Love always,
Scott
P.S. Apropos of our conversation it will interest you to know that I’ve given up politics. For two years I’ve gone half haywire trying to reconcile my double allegiance to the class I am part of, and the Great Change I believe in - considering at last such crazy solutions as the one I had in mind in Norfolk. I have become disgusted with the party leadership and have only health enough left for my literary work, so I’m on the sidelines. It had become a strain making speeches at ‘Leagues Against Imperialistic War,’ and their treatment of the Negro question finished me. This is confidential, of course.
Grove Park Inn
Asheville,
North Carolina
June 11,1935
Dearest Ceci:
By now the Result-of-an-Irresistible-Impulse will be among you.
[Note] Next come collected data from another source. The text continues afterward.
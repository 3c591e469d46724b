//! Light and dark palettes.
//!
//! [`App`](crate::app::App) owns the current [`ThemeMode`] and hands the
//! resolved [`Theme`] to the drawing code, so nothing in `ui` reaches for
//! global state.

use std::fmt;

use ratatui::style::{Color, Modifier, Style};
use serde::{Deserialize, Serialize};

#[derive(Debug, Clone, Copy, Default, PartialEq, Eq, Serialize, Deserialize, clap::ValueEnum)]
#[serde(rename_all = "lowercase")]
pub enum ThemeMode {
    #[default]
    Light,
    Dark,
}

impl ThemeMode {
    pub fn toggled(self) -> Self {
        match self {
            ThemeMode::Light => ThemeMode::Dark,
            ThemeMode::Dark => ThemeMode::Light,
        }
    }

    pub fn palette(self) -> Theme {
        match self {
            ThemeMode::Light => Theme::LIGHT,
            ThemeMode::Dark => Theme::DARK,
        }
    }
}

impl fmt::Display for ThemeMode {
    fn fmt(&self, f: &mut fmt::Formatter<'_>) -> fmt::Result {
        match self {
            ThemeMode::Light => f.write_str("light"),
            ThemeMode::Dark => f.write_str("dark"),
        }
    }
}

#[derive(Debug, Clone, Copy, PartialEq, Eq)]
pub struct Theme {
    pub background: Color,
    pub text: Color,
    pub primary: Color,
    pub card: Color,
    pub muted: Color,
    pub price: Color,
}

impl Theme {
    pub const LIGHT: Theme = Theme {
        background: Color::Rgb(0xf5, 0xf5, 0xf5),
        text: Color::Rgb(0x21, 0x21, 0x21),
        primary: Color::Rgb(0x19, 0x76, 0xd2),
        card: Color::Rgb(0xff, 0xff, 0xff),
        muted: Color::Rgb(0x75, 0x75, 0x75),
        price: Color::Rgb(0x2e, 0x7d, 0x32),
    };

    pub const DARK: Theme = Theme {
        background: Color::Rgb(0x12, 0x12, 0x12),
        text: Color::Rgb(0xe0, 0xe0, 0xe0),
        primary: Color::Rgb(0x90, 0xca, 0xf9),
        card: Color::Rgb(0x1e, 0x1e, 0x1e),
        muted: Color::Rgb(0x9e, 0x9e, 0x9e),
        price: Color::Rgb(0x81, 0xc7, 0x84),
    };

    pub fn base(&self) -> Style {
        Style::default().fg(self.text).bg(self.background)
    }

    pub fn muted(&self) -> Style {
        Style::default().fg(self.muted)
    }

    pub fn price(&self) -> Style {
        Style::default().fg(self.price)
    }

    pub fn title(&self) -> Style {
        Style::default().fg(self.primary).add_modifier(Modifier::BOLD)
    }

    pub fn highlight(&self) -> Style {
        Style::default()
            .fg(self.text)
            .bg(self.card)
            .add_modifier(Modifier::BOLD | Modifier::REVERSED)
    }
}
I am enclosing a check with which I hope you will buy her as much gayety as she deserves. Don’t let her go out with any sixteen-year-old boys who have managed to amass a charred keg and an automobile license as their Start-in-Life. Really I mean this. My great concern with Scottie for the next five years will be to keep her from being mashed up in an automobile accident. I love you as always - and that is no perfunctory statement. Isn’t Mother a funny old wraith? Didn’t you get a suggestion of the Witches’ Cave from several of the things that she said that night at 2400?
Always affectionately,
Scott
P.S. I mean that, about any unreliable Virginia boys taking my pet around. I will never forget that it was a Norfolk number (later drowned in the South American swamps) who gave me my first drink of whiskey. Scottie hasn’t got three sisters - she has only got me. Watch her please!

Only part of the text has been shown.